About this task:
Your response should contain every line from the data below that holds the string "ScriptButtonState".

Data for the task Start Marker

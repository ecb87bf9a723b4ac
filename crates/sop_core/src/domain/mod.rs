//! Scenario-specific behaviors layered on top of interaction events.

mod extinguisher;
mod pouring;

pub use extinguisher::ExtinguisherBehavior;
pub use pouring::{PourCompleted, PourStation, PouringBehavior};
#[derive(Debug, Clone, Copy, PartialEq, Eq, Deserialize)]
#[serde(rename_all = "lowercase")]
enum ScriptPointerButton {
    Left,
    Right,
    Middle,
}

#[derive(Debug, Clone, Copy, PartialEq, Eq, Deserialize)]
#[serde(rename_all = "lowercase")]
enum ScriptButtonState {
    Pressed,
    Released,
}

#[derive(Debug, Clone, Copy, PartialEq, Eq, Deserialize)]
#[serde(rename_all = "lowercase")]
enum ScriptTouchButton {
    Grab,
    Use,
}

#[derive(Debug, Clone, Copy, PartialEq, Eq, Deserialize)]
#[serde(rename_all = "lowercase")]
enum ScriptHand {
    Left,
    Right,
}

#[derive(Debug, Clone, Copy, PartialEq, Eq, Deserialize)]
#[serde(rename_all = "lowercase")]
enum ScriptXrComponent {
    Squeeze,
    Trigger,
}

#[derive(Debug, Clone, PartialEq, Deserialize)]
#[serde(tag = "type", rename_all = "camelCase")]
enum ScriptAction {
    Pointer {
        button: ScriptPointerButton,
        state: ScriptButtonState,
    },
    Touch {
        button: ScriptTouchButton,
        pressed: bool,
    },
    Xr {
        hand: ScriptHand,
        component: ScriptXrComponent,
        value: f32,
        #[serde(default)]
        pressed: Option<bool>,
    },
    XrPose {
        hand: ScriptHand,
        position: [f32; 3],
    },
    Move {
        entity: String,
        position: [f32; 3],
    },
    SwitchMode {
        mode: String,
    },
}

#[derive(Debug, Clone, PartialEq, Deserialize)]
#[serde(deny_unknown_fields)]
struct ScriptStep {
    tick: u64,
    action: ScriptAction,
}

#[derive(Debug, Error)]
pub(crate) enum ScriptError {
    #[error("read input script '{path}'")]
    Io {
        path: PathBuf,
        #[source]
        source: std::io::Error,
    },
    #[error("parse input script at {path}: {source}")]
    Parse {
        path: String,
        #[source]
        source: serde_json::Error,
    },
    #[error("steps[{index}]: unknown entity '{name}'")]
    UnknownEntity { index: usize, name: String },
    #[error("steps[{index}]: unknown mode '{mode}'")]
    UnknownMode { index: usize, mode: String },
    #[error("steps[{index}]: position must be finite")]
    NonFinitePosition { index: usize },
}

impl From<ScriptHand> for Handedness {
    fn from(hand: ScriptHand) -> Self {
        match hand {
            ScriptHand::Left => Handedness::Left,
            ScriptHand::Right => Handedness::Right,
        }
    }
}

fn parse_script_steps(raw: &str) -> Result<Vec<ScriptStep>, ScriptError> {
    let mut deserializer = serde_json::Deserializer::from_str(raw);
    serde_path_to_error::deserialize::<_, Vec<ScriptStep>>(&mut deserializer).map_err(|error| {
        let path = error.path().to_string();
        let path = if path.is_empty() || path == "." {
            "<root>".to_string()
        } else {
            path
        };
        ScriptError::Parse {
            path,
            source: error.into_inner(),
        }
    })
}

fn to_vec3(index: usize, [x, y, z]: [f32; 3]) -> Result<Vec3, ScriptError> {
    let position = Vec3::new(x, y, z);
    if position.is_finite() {
        Ok(position)
    } else {
        Err(ScriptError::NonFinitePosition { index })
    }
}

fn compile_step(
    index: usize,
    action: ScriptAction,
    scenario: &Scenario,
    world: &SimWorld,
) -> Result<FeedCommand, ScriptError> {
    let command = match action {
        ScriptAction::Pointer { button, state } => FeedCommand::Input(InputSignal::Pointer {
            button: match button {
                ScriptPointerButton::Left => MouseButton::Left,
                ScriptPointerButton::Right => MouseButton::Right,
                ScriptPointerButton::Middle => MouseButton::Middle,
            },
            state: match state {
                ScriptButtonState::Pressed => ElementState::Pressed,
                ScriptButtonState::Released => ElementState::Released,
            },
        }),
        ScriptAction::Touch { button, pressed } => FeedCommand::Input(InputSignal::Touch {
            button: match button {
                ScriptTouchButton::Grab => TouchButton::Grab,
                ScriptTouchButton::Use => TouchButton::Use,
            },
            pressed,
        }),
        ScriptAction::Xr {
            hand,
            component,
            value,
            pressed,
        } => FeedCommand::Input(InputSignal::Xr {
            hand: hand.into(),
            component: match component {
                ScriptXrComponent::Squeeze => XrComponent::Squeeze,
                ScriptXrComponent::Trigger => XrComponent::Trigger,
            },
            value,
            pressed: pressed.unwrap_or(value >= XR_PRESSED_THRESHOLD),
        }),
        ScriptAction::XrPose { hand, position } => FeedCommand::Place {
            entity: scenario.controller(hand.into()).anchor,
            position: to_vec3(index, position)?,
        },
        ScriptAction::Move { entity, position } => FeedCommand::Place {
            entity: world
                .entity_named(&entity)
                .ok_or(ScriptError::UnknownEntity {
                    index,
                    name: entity.clone(),
                })?,
            position: to_vec3(index, position)?,
        },
        ScriptAction::SwitchMode { mode } => FeedCommand::SwitchMode(
            Mode::from_token(&mode).ok_or(ScriptError::UnknownMode { index, mode })?,
        ),
    };
    Ok(command)
}

/// Parses a JSON input script and resolves entity names against the bench.
pub(crate) fn parse_script(
    raw: &str,
    scenario: &Scenario,
    world: &SimWorld,
) -> Result<ScheduledFeed, ScriptError> {
    let steps = parse_script_steps(raw)?;
    let mut commands = Vec::with_capacity(steps.len());
    for (index, step) in steps.into_iter().enumerate() {
        commands.push((step.tick, compile_step(index, step.action, scenario, world)?));
    }
    info!(steps = commands.len(), "input_script_loaded");
    Ok(ScheduledFeed::new(commands))
}

pub(crate) fn load_script(
    path: &Path,
    scenario: &Scenario,
    world: &SimWorld,
) -> Result<ScheduledFeed, ScriptError> {
    let raw = fs::read_to_string(path).map_err(|source| ScriptError::Io {
        path: path.to_path_buf(),
        source,
    })?;
    parse_script(&raw, scenario, world)
}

Data for the task End Marker

Solution for this task:
enum ScriptButtonState {
        state: ScriptButtonState,
                ScriptButtonState::Pressed => ElementState::Pressed,
                ScriptButtonState::Released => ElementState::Released,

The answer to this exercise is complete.